▶ _Exercise description_: Return exactly the lines of the records below, starting at the line that contains "filename src/error.rs" and ending at the line that contains "pub async fn list_recent(&self, limit: usize)", with both of those lines kept.

------------------------------------------------------------------------

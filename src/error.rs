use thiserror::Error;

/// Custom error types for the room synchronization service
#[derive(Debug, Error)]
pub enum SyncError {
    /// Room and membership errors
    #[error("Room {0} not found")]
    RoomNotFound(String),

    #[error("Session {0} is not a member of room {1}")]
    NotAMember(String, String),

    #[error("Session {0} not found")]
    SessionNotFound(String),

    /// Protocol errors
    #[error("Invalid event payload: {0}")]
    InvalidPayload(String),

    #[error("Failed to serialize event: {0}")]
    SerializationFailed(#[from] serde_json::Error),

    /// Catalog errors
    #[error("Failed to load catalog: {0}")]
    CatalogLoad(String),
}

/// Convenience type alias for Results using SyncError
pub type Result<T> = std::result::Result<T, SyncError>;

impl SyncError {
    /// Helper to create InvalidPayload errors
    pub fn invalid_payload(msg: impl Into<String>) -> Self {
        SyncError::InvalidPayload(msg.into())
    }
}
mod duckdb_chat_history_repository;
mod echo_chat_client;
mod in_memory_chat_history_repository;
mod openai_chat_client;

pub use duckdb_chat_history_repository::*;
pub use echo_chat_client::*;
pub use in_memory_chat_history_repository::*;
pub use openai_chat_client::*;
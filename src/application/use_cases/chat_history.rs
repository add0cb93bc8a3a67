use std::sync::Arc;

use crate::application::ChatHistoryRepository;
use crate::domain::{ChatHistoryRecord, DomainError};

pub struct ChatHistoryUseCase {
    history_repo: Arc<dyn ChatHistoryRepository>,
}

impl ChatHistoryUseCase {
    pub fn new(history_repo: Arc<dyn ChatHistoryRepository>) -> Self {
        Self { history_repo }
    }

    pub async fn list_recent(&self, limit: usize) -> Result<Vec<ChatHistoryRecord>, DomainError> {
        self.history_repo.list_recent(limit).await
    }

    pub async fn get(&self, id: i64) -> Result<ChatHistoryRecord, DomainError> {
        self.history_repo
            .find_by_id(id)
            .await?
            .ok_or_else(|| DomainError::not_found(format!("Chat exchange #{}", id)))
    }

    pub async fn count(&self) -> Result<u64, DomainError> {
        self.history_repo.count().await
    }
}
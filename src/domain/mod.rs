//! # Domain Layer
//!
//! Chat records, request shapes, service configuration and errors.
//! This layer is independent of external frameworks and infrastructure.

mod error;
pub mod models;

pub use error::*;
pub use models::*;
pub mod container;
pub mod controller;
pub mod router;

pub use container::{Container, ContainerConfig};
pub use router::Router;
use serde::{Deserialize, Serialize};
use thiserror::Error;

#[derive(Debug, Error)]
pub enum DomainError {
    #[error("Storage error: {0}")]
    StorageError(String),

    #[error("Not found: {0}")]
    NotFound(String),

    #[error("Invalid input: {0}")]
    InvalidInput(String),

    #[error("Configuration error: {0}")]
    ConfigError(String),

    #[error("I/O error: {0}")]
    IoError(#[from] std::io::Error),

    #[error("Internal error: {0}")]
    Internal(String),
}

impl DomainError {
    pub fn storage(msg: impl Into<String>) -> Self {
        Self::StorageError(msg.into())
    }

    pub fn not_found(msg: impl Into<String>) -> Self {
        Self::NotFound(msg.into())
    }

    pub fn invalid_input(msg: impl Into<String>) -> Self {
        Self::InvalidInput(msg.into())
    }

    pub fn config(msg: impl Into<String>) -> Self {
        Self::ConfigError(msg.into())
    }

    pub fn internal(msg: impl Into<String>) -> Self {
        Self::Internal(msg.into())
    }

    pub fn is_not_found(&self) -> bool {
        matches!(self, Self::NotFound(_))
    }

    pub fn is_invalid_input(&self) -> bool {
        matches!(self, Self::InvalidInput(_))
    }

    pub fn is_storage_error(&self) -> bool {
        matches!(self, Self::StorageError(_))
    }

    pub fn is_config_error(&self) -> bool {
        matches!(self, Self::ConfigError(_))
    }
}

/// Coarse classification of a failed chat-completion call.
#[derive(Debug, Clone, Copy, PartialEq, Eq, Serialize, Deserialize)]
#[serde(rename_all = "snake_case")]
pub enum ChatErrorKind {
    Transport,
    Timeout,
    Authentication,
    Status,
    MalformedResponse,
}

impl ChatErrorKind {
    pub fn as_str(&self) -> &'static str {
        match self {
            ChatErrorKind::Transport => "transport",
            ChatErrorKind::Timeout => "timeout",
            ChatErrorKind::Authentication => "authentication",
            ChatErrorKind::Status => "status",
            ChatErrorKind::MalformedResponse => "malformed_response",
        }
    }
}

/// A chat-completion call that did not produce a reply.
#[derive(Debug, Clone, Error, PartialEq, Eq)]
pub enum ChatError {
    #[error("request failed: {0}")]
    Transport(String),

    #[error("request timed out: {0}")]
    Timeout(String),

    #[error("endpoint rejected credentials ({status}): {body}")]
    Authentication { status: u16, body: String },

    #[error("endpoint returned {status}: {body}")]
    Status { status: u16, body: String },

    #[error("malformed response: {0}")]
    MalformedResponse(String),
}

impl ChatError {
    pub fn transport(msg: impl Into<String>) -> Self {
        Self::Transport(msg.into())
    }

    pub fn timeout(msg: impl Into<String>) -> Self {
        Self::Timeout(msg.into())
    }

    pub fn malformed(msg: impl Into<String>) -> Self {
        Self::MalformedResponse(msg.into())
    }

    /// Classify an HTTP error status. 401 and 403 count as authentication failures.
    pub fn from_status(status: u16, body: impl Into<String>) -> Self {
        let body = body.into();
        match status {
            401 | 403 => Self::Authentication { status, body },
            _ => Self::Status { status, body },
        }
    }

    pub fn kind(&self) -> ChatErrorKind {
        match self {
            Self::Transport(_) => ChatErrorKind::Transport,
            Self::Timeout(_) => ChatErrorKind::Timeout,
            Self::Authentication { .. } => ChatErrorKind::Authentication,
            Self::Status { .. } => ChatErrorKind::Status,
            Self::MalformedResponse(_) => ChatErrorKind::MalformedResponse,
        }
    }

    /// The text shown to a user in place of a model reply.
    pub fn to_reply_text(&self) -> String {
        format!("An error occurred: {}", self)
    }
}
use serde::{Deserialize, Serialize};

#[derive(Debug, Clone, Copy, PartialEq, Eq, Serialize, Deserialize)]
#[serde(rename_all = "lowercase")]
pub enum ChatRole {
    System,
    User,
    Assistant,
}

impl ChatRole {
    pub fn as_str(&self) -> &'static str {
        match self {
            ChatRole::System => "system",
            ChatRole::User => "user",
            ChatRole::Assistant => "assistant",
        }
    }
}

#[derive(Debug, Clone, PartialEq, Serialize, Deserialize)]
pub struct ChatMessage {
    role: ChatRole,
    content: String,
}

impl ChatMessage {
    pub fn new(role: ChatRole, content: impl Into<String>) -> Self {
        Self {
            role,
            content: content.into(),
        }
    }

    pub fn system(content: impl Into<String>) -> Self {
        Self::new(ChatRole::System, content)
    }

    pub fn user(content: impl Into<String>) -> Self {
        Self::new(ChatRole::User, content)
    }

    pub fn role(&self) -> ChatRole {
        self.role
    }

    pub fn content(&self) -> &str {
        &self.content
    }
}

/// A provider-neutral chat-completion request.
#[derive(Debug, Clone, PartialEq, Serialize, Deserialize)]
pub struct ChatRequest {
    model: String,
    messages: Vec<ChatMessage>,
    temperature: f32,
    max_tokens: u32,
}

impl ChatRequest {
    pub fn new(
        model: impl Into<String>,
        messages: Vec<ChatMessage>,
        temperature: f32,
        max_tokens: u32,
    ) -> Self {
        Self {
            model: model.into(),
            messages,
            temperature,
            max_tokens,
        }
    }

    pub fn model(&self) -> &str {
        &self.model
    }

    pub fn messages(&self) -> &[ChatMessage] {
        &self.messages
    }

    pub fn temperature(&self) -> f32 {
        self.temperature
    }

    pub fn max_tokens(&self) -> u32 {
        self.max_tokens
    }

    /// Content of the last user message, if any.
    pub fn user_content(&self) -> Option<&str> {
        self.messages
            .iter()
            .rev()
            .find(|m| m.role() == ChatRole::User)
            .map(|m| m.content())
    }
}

------------------------------------------------------------------------

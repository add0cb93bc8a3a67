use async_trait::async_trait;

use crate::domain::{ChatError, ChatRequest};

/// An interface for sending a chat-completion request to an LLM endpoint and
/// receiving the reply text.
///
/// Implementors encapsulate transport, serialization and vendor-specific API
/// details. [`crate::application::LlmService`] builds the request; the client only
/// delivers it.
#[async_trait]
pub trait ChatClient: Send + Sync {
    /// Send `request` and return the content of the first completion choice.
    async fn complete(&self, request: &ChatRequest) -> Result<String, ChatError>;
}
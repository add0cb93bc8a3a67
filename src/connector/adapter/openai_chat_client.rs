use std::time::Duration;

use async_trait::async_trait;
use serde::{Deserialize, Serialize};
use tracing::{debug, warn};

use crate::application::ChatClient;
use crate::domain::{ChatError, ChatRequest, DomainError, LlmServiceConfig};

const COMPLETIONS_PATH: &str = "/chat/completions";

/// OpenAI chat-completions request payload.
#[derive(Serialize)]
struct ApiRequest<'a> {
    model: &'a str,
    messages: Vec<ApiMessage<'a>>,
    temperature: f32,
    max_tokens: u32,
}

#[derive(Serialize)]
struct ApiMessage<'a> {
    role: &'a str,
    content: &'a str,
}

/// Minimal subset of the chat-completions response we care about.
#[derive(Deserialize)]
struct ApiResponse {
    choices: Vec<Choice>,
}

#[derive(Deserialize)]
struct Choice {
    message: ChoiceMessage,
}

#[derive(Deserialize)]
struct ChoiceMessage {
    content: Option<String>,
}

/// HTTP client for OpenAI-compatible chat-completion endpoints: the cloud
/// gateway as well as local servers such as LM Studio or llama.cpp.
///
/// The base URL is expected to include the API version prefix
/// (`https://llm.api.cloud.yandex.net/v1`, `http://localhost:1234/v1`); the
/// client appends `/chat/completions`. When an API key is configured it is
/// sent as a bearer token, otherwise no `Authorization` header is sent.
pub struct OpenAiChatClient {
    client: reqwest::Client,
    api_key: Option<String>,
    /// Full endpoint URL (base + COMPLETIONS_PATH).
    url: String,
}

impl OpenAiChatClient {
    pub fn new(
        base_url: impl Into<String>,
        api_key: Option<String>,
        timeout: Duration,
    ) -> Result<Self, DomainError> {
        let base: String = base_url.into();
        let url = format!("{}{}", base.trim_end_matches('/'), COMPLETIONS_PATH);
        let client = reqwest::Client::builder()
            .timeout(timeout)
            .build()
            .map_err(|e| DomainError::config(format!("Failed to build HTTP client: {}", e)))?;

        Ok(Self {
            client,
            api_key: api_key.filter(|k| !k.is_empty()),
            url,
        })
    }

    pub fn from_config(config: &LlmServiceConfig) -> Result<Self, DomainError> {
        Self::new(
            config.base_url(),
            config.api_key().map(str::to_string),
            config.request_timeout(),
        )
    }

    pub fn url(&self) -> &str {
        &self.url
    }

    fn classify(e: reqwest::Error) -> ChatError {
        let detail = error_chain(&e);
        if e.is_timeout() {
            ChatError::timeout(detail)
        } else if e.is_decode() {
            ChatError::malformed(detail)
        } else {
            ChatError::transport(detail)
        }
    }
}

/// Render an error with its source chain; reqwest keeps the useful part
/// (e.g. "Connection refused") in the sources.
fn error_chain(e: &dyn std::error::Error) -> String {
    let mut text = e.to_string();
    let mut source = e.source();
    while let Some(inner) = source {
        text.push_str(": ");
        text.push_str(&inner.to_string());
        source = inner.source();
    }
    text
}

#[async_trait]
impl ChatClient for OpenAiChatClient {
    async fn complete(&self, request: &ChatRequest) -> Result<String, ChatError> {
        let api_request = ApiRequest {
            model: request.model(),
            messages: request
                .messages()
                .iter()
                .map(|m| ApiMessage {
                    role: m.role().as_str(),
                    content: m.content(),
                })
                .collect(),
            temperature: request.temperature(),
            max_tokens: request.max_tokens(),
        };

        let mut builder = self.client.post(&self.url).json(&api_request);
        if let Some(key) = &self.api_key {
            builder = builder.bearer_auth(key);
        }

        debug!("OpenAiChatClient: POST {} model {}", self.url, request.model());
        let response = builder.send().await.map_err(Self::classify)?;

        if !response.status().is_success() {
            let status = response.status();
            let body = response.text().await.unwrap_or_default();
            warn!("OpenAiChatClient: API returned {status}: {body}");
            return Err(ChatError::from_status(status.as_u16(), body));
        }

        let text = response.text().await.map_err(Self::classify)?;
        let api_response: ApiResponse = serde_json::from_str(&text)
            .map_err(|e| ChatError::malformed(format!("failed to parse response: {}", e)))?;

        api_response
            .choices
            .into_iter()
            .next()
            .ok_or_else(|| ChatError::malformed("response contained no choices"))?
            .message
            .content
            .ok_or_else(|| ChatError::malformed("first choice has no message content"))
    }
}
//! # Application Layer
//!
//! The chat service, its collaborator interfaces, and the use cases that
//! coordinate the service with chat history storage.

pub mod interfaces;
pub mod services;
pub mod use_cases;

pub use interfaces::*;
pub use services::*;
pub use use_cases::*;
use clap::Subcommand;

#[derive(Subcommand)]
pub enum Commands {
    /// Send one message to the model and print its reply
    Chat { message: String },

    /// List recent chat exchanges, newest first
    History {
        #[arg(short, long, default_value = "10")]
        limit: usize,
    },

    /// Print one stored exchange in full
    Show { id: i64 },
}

------------------------------------------------------------------------

▶ _Answer to the problem_:
filename src/error.rs
use thiserror::Error;

/// Custom error types for the room synchronization service
#[derive(Debug, Error)]
pub enum SyncError {
    /// Room and membership errors
    #[error("Room {0} not found")]
    RoomNotFound(String),

    #[error("Session {0} is not a member of room {1}")]
    NotAMember(String, String),

    #[error("Session {0} not found")]
    SessionNotFound(String),

    /// Protocol errors
    #[error("Invalid event payload: {0}")]
    InvalidPayload(String),

    #[error("Failed to serialize event: {0}")]
    SerializationFailed(#[from] serde_json::Error),

    /// Catalog errors
    #[error("Failed to load catalog: {0}")]
    CatalogLoad(String),
}

/// Convenience type alias for Results using SyncError
pub type Result<T> = std::result::Result<T, SyncError>;

impl SyncError {
    /// Helper to create InvalidPayload errors
    pub fn invalid_payload(msg: impl Into<String>) -> Self {
        SyncError::InvalidPayload(msg.into())
    }
}
mod duckdb_chat_history_repository;
mod echo_chat_client;
mod in_memory_chat_history_repository;
mod openai_chat_client;

pub use duckdb_chat_history_repository::*;
pub use echo_chat_client::*;
pub use in_memory_chat_history_repository::*;
pub use openai_chat_client::*;
filename src/application/use_cases/chat_history.rs
repository add0cb93bc8a3a67
use std::sync::Arc;

use crate::application::ChatHistoryRepository;
use crate::domain::{ChatHistoryRecord, DomainError};

pub struct ChatHistoryUseCase {
    history_repo: Arc<dyn ChatHistoryRepository>,
}

impl ChatHistoryUseCase {
    pub fn new(history_repo: Arc<dyn ChatHistoryRepository>) -> Self {
        Self { history_repo }
    }

    pub async fn list_recent(&self, limit: usize) -> Result<Vec<ChatHistoryRecord>, DomainError> {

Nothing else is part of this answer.